Now that home isn’t just the place we all come back to – it’s the place a lot of us spend our days during these COVID times – the supposed living room in our house is completely functionless for my personal daily endeavors. It has a couch and chairs, and we watch movies on the TV on weekends. But for most of the hours of the day that I could use it for the myriad things I’m motivated to do, I feel squelched rather than inspired by its layout.

I think it’s really important for the spaces you have to foster the living you want to do. It goes without saying, really. Our living room was fine in normal times, but there’s no hospitality right now. No dinner with friends, no kids coming over, no being together with anyone but family. For all of the hours of the day when I am home with my ambitions, how I’d love to revamp that space. It isn’t just mine, though. As a family there is always compromise, and often, compromise doesn’t really serve any one individual all that well.

I also believe that the spaces you have can dictate how you spend your time if you’re not aware of it. For instance, we recently turned the laundry room into a space for our older son, since the boys share a tiny bedroom. He’s made it an office with all things electronic. It is his only space all to himself in the house. (Wish I had one! Our bedroom fits only a bed, and there are no other spaces left to dole out.) He goes right in his office whenever he comes home from work or school. It’s his place to practice music, edit drone videos, learn new programs, dream up projects to build, and hone photos he’s taken. He’s quickly become used to utilizing the things that he has put in that room.

Lately, he has been assigned some thick books to read for school. Though he’s been a big reader all of his life and such assignments are easily within his grasp, his new “living” space hasn’t yet included quietness or reading. His space has taught his neuropathways what the brain does in there. I tell him not to sit in there to read; that his cell phone will look at him; his synthesizer will call to him; DIYs on YouTube will be a pull. I tell him instead to curl up with a cozy blanket on his bed and sink into his book without any competition from the other room’s neurohabits. Just one room away, and he’ll be able to completely lose himself 20,000 Leagues Under the Sea. Thankfully, it sank in. It didn’t hurt that we got him a cool little book light for Christmas. A new piece of quiet technology, and he’s stayed in bed in the mornings, flying through the pages.

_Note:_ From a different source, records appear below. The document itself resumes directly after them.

//! Configuration for retrying transactions and observing snapshots.

use std::time::Duration;

/// Default number of transaction attempts.
pub const DEFAULT_MAX_ATTEMPTS: u32 = 5;

/// Default delay step between transaction attempts.
pub const DEFAULT_BACKOFF_STEP: Duration = Duration::from_millis(500);

/// Configuration for the transaction retry driver.
///
/// Backoff is linear: after the `n`-th failed attempt the driver waits
/// `n × backoff_step` before trying again.
#[derive(Debug, Clone, PartialEq, Eq)]
pub struct RetryConfig {
    /// Maximum number of attempts, including the first one.
    pub max_attempts: u32,
    /// Delay added per failed attempt.
    pub backoff_step: Duration,
    /// Whether to add up to 25% random jitter to each delay.
    pub jitter: bool,
}

impl RetryConfig {
    /// Creates a configuration with the given attempt limit and the default
    /// 500ms backoff step.
    pub fn new(max_attempts: u32) -> Self {
        Self {
            max_attempts,
            backoff_step: DEFAULT_BACKOFF_STEP,
            jitter: false,
        }
    }

    /// Creates a configuration that makes a single attempt.
    pub fn no_retry() -> Self {
        Self::new(1)
    }

    /// Sets the maximum number of attempts.
    pub fn with_max_attempts(mut self, max_attempts: u32) -> Self {
        self.max_attempts = max_attempts;
        self
    }

    /// Sets the delay step.
    pub fn with_backoff_step(mut self, step: Duration) -> Self {
        self.backoff_step = step;
        self
    }

    /// Enables random jitter on top of the linear delay.
    pub fn with_jitter(mut self, jitter: bool) -> Self {
        self.jitter = jitter;
        self
    }

    /// Returns the base delay to wait after `failed_attempts` failures.
    pub fn delay_for_attempt(&self, failed_attempts: u32) -> Duration {
        self.backoff_step.saturating_mul(failed_attempts)
    }

    /// Returns the delay actually slept, with jitter applied if enabled.
    pub(crate) fn sleep_for_attempt(&self, failed_attempts: u32) -> Duration {
        let base = self.delay_for_attempt(failed_attempts);
        if self.jitter && !base.is_zero() {
            let factor: f64 = rand::random::<f64>() * 0.25;
            base + base.mul_f64(factor)
        } else {
            base
        }
    }
}

impl Default for RetryConfig {
    fn default() -> Self {
        Self::new(DEFAULT_MAX_ATTEMPTS)
    }
}

/// Whether snapshot listeners fire on metadata-only changes.
#[derive(Debug, Clone, Copy, PartialEq, Eq, Default)]
pub enum MetadataChanges {
    /// Only fire when document data changes.
    #[default]
    Exclude,
    /// Also fire when only snapshot metadata changes.
    Include,
}
//! # docflow testkit
//!
//! Test utilities for docflow.
//!
//! This crate provides:
//! - The sample [`Task`] document type and seeded in-memory stores
//! - Property-based test generators using proptest
//! - [`RecordingStore`], a wrapper timing transaction attempts
//!
//! ## Usage
//!
//! ```rust,ignore
//! use docflow_testkit::prelude::*;
//!
//! #[tokio::test(start_paused = true)]
//! async fn retries_are_spaced() {
//!     let store = RecordingStore::new(seeded_store());
//!     store.inner().fail_next_transactions(2, ErrorCode::Aborted);
//!     store.run_transaction_with_retry(5, |_| Ok(())).await;
//!     assert_eq!(store.attempt_gaps().len(), 2);
//! }
//! ```

#![deny(unsafe_code)]
#![warn(missing_docs)]

pub mod fixtures;
pub mod generators;
pub mod recording;

/// Prelude module for convenient imports
pub mod prelude {
    pub use crate::fixtures::*;
    pub use crate::generators::*;
    pub use crate::recording::*;
    pub use docflow_core::prelude::*;
    pub use docflow_core::ErrorCode;
    pub use docflow_memory::{MemoryStore, MemoryStoreConfig};
}

pub use fixtures::*;
pub use generators::*;
pub use recording::*;
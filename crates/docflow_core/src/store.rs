//! The document store client contract.
//!
//! These traits describe what this crate needs from the underlying
//! document-database client. The client owns networking, consistency,
//! storage and query execution; this crate only forwards calls and wraps
//! their outcomes.

use crate::config::MetadataChanges;
use crate::error::StoreResult;
use crate::query::Query;
use crate::types::{DocumentRef, DocumentSnapshot, FieldMap, QuerySnapshot, SetOptions};
use futures_util::Stream;
use std::future::Future;
use std::pin::Pin;

/// A push subscription to snapshots.
///
/// The stream yields a snapshot every time the observed target changes.
/// An `Err` item is terminal: the client yields nothing after it.
pub type SnapshotStream<T> = Pin<Box<dyn Stream<Item = StoreResult<T>> + Send>>;

/// A single staged write.
#[derive(Debug, Clone, PartialEq)]
pub enum WriteOp {
    /// Create or replace (or merge into) a document.
    Set {
        /// Target document.
        doc: DocumentRef,
        /// Field values to write.
        data: FieldMap,
        /// Overwrite or merge.
        options: SetOptions,
    },
    /// Update fields of an existing document.
    Update {
        /// Target document.
        doc: DocumentRef,
        /// Field paths and their new values.
        fields: FieldMap,
    },
    /// Delete a document.
    Delete {
        /// Target document.
        doc: DocumentRef,
    },
}

impl WriteOp {
    /// Returns the document this write targets.
    pub fn target(&self) -> &DocumentRef {
        match self {
            WriteOp::Set { doc, .. } | WriteOp::Update { doc, .. } | WriteOp::Delete { doc } => {
                doc
            }
        }
    }
}

/// Writes staged for one atomic commit.
#[derive(Debug, Clone, Default, PartialEq)]
pub struct WriteBatch {
    ops: Vec<WriteOp>,
}

impl WriteBatch {
    /// Creates an empty batch.
    pub fn new() -> Self {
        Self::default()
    }

    /// Stages a set that replaces the document.
    pub fn set(&mut self, doc: DocumentRef, data: FieldMap) -> &mut Self {
        self.set_with_options(doc, data, SetOptions::Overwrite)
    }

    /// Stages a set with explicit options.
    pub fn set_with_options(
        &mut self,
        doc: DocumentRef,
        data: FieldMap,
        options: SetOptions,
    ) -> &mut Self {
        self.ops.push(WriteOp::Set { doc, data, options });
        self
    }

    /// Stages a partial update.
    pub fn update(&mut self, doc: DocumentRef, fields: FieldMap) -> &mut Self {
        self.ops.push(WriteOp::Update { doc, fields });
        self
    }

    /// Stages a delete.
    pub fn delete(&mut self, doc: DocumentRef) -> &mut Self {
        self.ops.push(WriteOp::Delete { doc });
        self
    }

    /// Returns the staged writes in order.
    pub fn ops(&self) -> &[WriteOp] {
        &self.ops
    }

    /// Consumes the batch and returns the staged writes.
    pub fn into_ops(self) -> Vec<WriteOp> {
        self.ops
    }

    /// Returns the number of staged writes.
    pub fn len(&self) -> usize {
        self.ops.len()
    }

    /// Returns true if nothing is staged.
    pub fn is_empty(&self) -> bool {
        self.ops.is_empty()
    }
}

/// A handle scoping reads and writes to one atomic attempt.
///
/// All reads must happen before any write. Writes become visible only if
/// the surrounding attempt commits.
pub trait Transaction: Send {
    /// Reads a document.
    fn get(&mut self, doc: &DocumentRef) -> StoreResult<DocumentSnapshot>;

    /// Stages a set.
    fn set(&mut self, doc: &DocumentRef, data: FieldMap, options: SetOptions) -> StoreResult<()>;

    /// Stages a partial update. Commit fails if the document does not exist.
    fn update(&mut self, doc: &DocumentRef, fields: FieldMap) -> StoreResult<()>;

    /// Stages a delete.
    fn delete(&mut self, doc: &DocumentRef) -> StoreResult<()>;
}

/// A document-database client.
pub trait DocumentStore: Send + Sync {
    /// Commits every write in `batch` atomically.
    ///
    /// On failure none of the writes take effect.
    fn commit(&self, batch: WriteBatch) -> impl Future<Output = StoreResult<()>> + Send;

    /// Runs `work` inside one atomic transaction attempt.
    ///
    /// Failures of the attempt (including conflicts detected at commit) are
    /// returned to the caller; the client does not retry on its own.
    fn run_transaction<T, F>(&self, work: &mut F) -> impl Future<Output = StoreResult<T>> + Send
    where
        T: Send,
        F: FnMut(&mut dyn Transaction) -> StoreResult<T> + Send;

    /// Reads a single document.
    fn get_document(
        &self,
        doc: &DocumentRef,
    ) -> impl Future<Output = StoreResult<DocumentSnapshot>> + Send;

    /// Executes a query once.
    fn get_query(&self, query: &Query) -> impl Future<Output = StoreResult<QuerySnapshot>> + Send;

    /// Updates fields of an existing document.
    fn update(
        &self,
        doc: &DocumentRef,
        fields: FieldMap,
    ) -> impl Future<Output = StoreResult<()>> + Send {
        let mut batch = WriteBatch::new();
        batch.update(doc.clone(), fields);
        self.commit(batch)
    }

    /// Subscribes to a document.
    fn listen_document(
        &self,
        doc: &DocumentRef,
        changes: MetadataChanges,
    ) -> SnapshotStream<DocumentSnapshot>;

    /// Subscribes to a query.
    fn listen_query(&self, query: &Query, changes: MetadataChanges) -> SnapshotStream<QuerySnapshot>;
}
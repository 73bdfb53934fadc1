//! Versioned document table and atomic write application.

use crate::query::execute;
use crate::value::{deep_merge, get_path, set_path};
use docflow_core::{
    DocumentRef, DocumentSnapshot, FieldMap, Query, QuerySnapshot, SetOptions, StoreError,
    StoreResult, WriteOp,
};
use std::collections::BTreeMap;

/// A stored document and the commit version that last wrote it.
#[derive(Debug, Clone, PartialEq)]
pub(crate) struct StoredDocument {
    pub(crate) data: FieldMap,
    pub(crate) version: u64,
}

/// Versions observed by transaction reads, keyed by document path.
///
/// A missing document is recorded as version 0.
pub(crate) type ReadSet = BTreeMap<String, u64>;

#[derive(Debug, Default)]
pub(crate) struct StoreState {
    docs: BTreeMap<String, StoredDocument>,
    version: u64,
}

impl StoreState {
    pub(crate) fn docs(&self) -> &BTreeMap<String, StoredDocument> {
        &self.docs
    }

    pub(crate) fn version_of(&self, path: &str) -> u64 {
        self.docs.get(path).map_or(0, |doc| doc.version)
    }

    pub(crate) fn snapshot(&self, doc: &DocumentRef) -> DocumentSnapshot {
        match self.docs.get(doc.path()) {
            Some(stored) => DocumentSnapshot::existing(doc.clone(), stored.data.clone()),
            None => DocumentSnapshot::missing(doc.clone()),
        }
    }

    pub(crate) fn query(&self, query: &Query) -> StoreResult<QuerySnapshot> {
        execute(query, &self.docs).map(QuerySnapshot::new)
    }

    /// Fails with `aborted` if any document in `reads` was written since
    /// it was read.
    pub(crate) fn check_reads(&self, reads: &ReadSet) -> StoreResult<()> {
        for (path, &seen) in reads {
            if self.version_of(path) != seen {
                return Err(StoreError::aborted(format!(
                    "document {path} changed since it was read"
                )));
            }
        }
        Ok(())
    }

    /// Applies `ops` as one commit.
    ///
    /// Every write is evaluated against the state left by the writes before
    /// it; if any fails, nothing is applied. Returns the written documents.
    pub(crate) fn apply(&mut self, ops: Vec<WriteOp>) -> StoreResult<Vec<DocumentRef>> {
        let mut staged: BTreeMap<String, Option<FieldMap>> = BTreeMap::new();
        let mut touched = Vec::with_capacity(ops.len());

        for op in ops {
            let path = op.target().path().to_string();
            let current = match staged.get(&path) {
                Some(pending) => pending.clone(),
                None => self.docs.get(&path).map(|doc| doc.data.clone()),
            };
            let (doc, next) = match op {
                WriteOp::Set { doc, data, options } => {
                    let next = apply_set(current, data, &options)?;
                    (doc, Some(next))
                }
                WriteOp::Update { doc, fields } => {
                    let Some(mut existing) = current else {
                        return Err(StoreError::not_found(format!(
                            "no document to update: {doc}"
                        )));
                    };
                    for (field, value) in fields {
                        set_path(&mut existing, &field, value);
                    }
                    (doc, Some(existing))
                }
                WriteOp::Delete { doc } => (doc, None),
            };
            staged.insert(path, next);
            touched.push(doc);
        }

        self.version += 1;
        for (path, next) in staged {
            match next {
                Some(data) => {
                    self.docs.insert(
                        path,
                        StoredDocument {
                            data,
                            version: self.version,
                        },
                    );
                }
                None => {
                    self.docs.remove(&path);
                }
            }
        }
        Ok(touched)
    }
}

fn apply_set(
    current: Option<FieldMap>,
    data: FieldMap,
    options: &SetOptions,
) -> StoreResult<FieldMap> {
    match options {
        SetOptions::Overwrite => Ok(data),
        SetOptions::Merge => {
            let mut merged = current.unwrap_or_default();
            deep_merge(&mut merged, data);
            Ok(merged)
        }
        SetOptions::MergeFields(fields) => {
            let mut merged = current.unwrap_or_default();
            for field in fields {
                let value = get_path(&data, field).ok_or_else(|| {
                    StoreError::invalid_argument(format!(
                        "merge field {field} is not present in the data"
                    ))
                })?;
                set_path(&mut merged, field, value.clone());
            }
            Ok(merged)
        }
    }
}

I have a different “room” issue. Recently, I went from being a homeschooling mom to being my own self. Where the kitchen table was our school area and the living room was where we’d read and discuss together, our spaces are now available, but to people who are engaged in leisure activities – eating, reading, chatting. With the kids at school during the day, the last thing I want to do is hang out and eat bonbons in the living room. I’m ready to charge ahead with the things I’ve put on pause all of these years while momming.

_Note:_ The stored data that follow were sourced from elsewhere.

//! Three-state outcome of an operation against the document store.

use crate::error::{StoreError, StoreResult};

/// The outcome of an asynchronous store operation.
///
/// Every operation in this crate reports through `Outcome` instead of
/// returning a bare value or propagating a fault. Exactly one state is
/// active, and an outcome is never modified after construction.
///
/// Streams of outcomes emit `Loading` once when a subscription starts,
/// followed by one terminal state per underlying event.
///
/// # Example
///
/// ```rust
/// use docflow_core::Outcome;
///
/// let outcome: Outcome<u32> = Outcome::Success(7);
/// let mut seen = None;
/// outcome
///     .on_success(|v| seen = Some(*v))
///     .on_error(|e| panic!("unexpected: {e}"));
/// assert_eq!(seen, Some(7));
/// ```
#[derive(Debug, Clone, PartialEq, Eq)]
#[must_use = "an outcome may carry an error that should be inspected"]
pub enum Outcome<T> {
    /// The operation is in flight.
    Loading,
    /// The operation completed with a value.
    Success(T),
    /// The operation failed.
    Error(StoreError),
}

impl<T> Outcome<T> {
    /// Runs `action` with the value if this outcome succeeded.
    ///
    /// Returns `self` unchanged so reactions can be chained.
    pub fn on_success<F>(&self, action: F) -> &Self
    where
        F: FnOnce(&T),
    {
        if let Outcome::Success(value) = self {
            action(value);
        }
        self
    }

    /// Runs `action` with the cause if this outcome failed.
    pub fn on_error<F>(&self, action: F) -> &Self
    where
        F: FnOnce(&StoreError),
    {
        if let Outcome::Error(err) = self {
            action(err);
        }
        self
    }

    /// Runs `action` if this outcome is still loading.
    pub fn on_loading<F>(&self, action: F) -> &Self
    where
        F: FnOnce(),
    {
        if let Outcome::Loading = self {
            action();
        }
        self
    }

    /// Returns true if the operation is in flight.
    pub fn is_loading(&self) -> bool {
        matches!(self, Outcome::Loading)
    }

    /// Returns true if the operation succeeded.
    pub fn is_success(&self) -> bool {
        matches!(self, Outcome::Success(_))
    }

    /// Returns true if the operation failed.
    pub fn is_error(&self) -> bool {
        matches!(self, Outcome::Error(_))
    }

    /// Returns the value, if any.
    pub fn value(&self) -> Option<&T> {
        match self {
            Outcome::Success(value) => Some(value),
            _ => None,
        }
    }

    /// Returns the failure cause, if any.
    pub fn error(&self) -> Option<&StoreError> {
        match self {
            Outcome::Error(err) => Some(err),
            _ => None,
        }
    }

    /// Consumes the outcome and returns the value, if any.
    pub fn into_value(self) -> Option<T> {
        match self {
            Outcome::Success(value) => Some(value),
            _ => None,
        }
    }

    /// Maps the success value, leaving the other states untouched.
    pub fn map<U, F>(self, f: F) -> Outcome<U>
    where
        F: FnOnce(T) -> U,
    {
        match self {
            Outcome::Loading => Outcome::Loading,
            Outcome::Success(value) => Outcome::Success(f(value)),
            Outcome::Error(err) => Outcome::Error(err),
        }
    }

    /// Converts a settled outcome into a `Result`.
    ///
    /// Returns `None` while the operation is loading.
    pub fn into_result(self) -> Option<StoreResult<T>> {
        match self {
            Outcome::Loading => None,
            Outcome::Success(value) => Some(Ok(value)),
            Outcome::Error(err) => Some(Err(err)),
        }
    }
}

impl<T> From<StoreResult<T>> for Outcome<T> {
    fn from(result: StoreResult<T>) -> Self {
        match result {
            Ok(value) => Outcome::Success(value),
            Err(err) => Outcome::Error(err),
        }
    }
}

Were I to redesign our living room for my own personal goals, the couch would be on a far wall waiting for guests someday and in its place would instead be a massive, high, white table. Each side of it would have a different purpose – one for each of my passions. The table would be so large that all of my family members would have plenty of space to join in with their mental and artistic interests once they come home. On the other end of the room would be an open area for doing YouTube workouts in these rainy months. Ah, a real living room where my body and brain are fed and can in turn feed others through income.

The one thing I can’t change easily in daily life is that everyone wants to talk to me the minute I dive into an endeavor that requires quiet thinking. I can’t blame them. I’ve always been there for them. But it never fails that whenever my mind buzzes at the excitement of airspace all to myself, someone walks in. Someone wants to converse, tell a story, explain a book, narrate their life. All good things. Just not conducive to the proper completion of any one thing.

That brings me to the high-tech item I would add to my dream living room: a clear, soundproof sphere that forms around my spacial area at the press of a button. A sphere that allows my family to come in and talk loudly without disturbing me. To engage in wild Wii games right beside my sphere without making any dent in my concentration. To throw stuffed animals for the dog, bouncing off the sphere without the unintended inclusion of me.

Ah, to independently co-live in the same living room without disrupting the thought processes of each live-er. A girl can dream.

One Comment:

  1. I have felt the same way! We have our “living room” set up similar to the way I grew up, but moving a small desk into the mix allows me to sit and draw or paint while other things are going on. It doesn’t help with the ability to focus or concentrate, though… You might have to wait until your kids move out for that!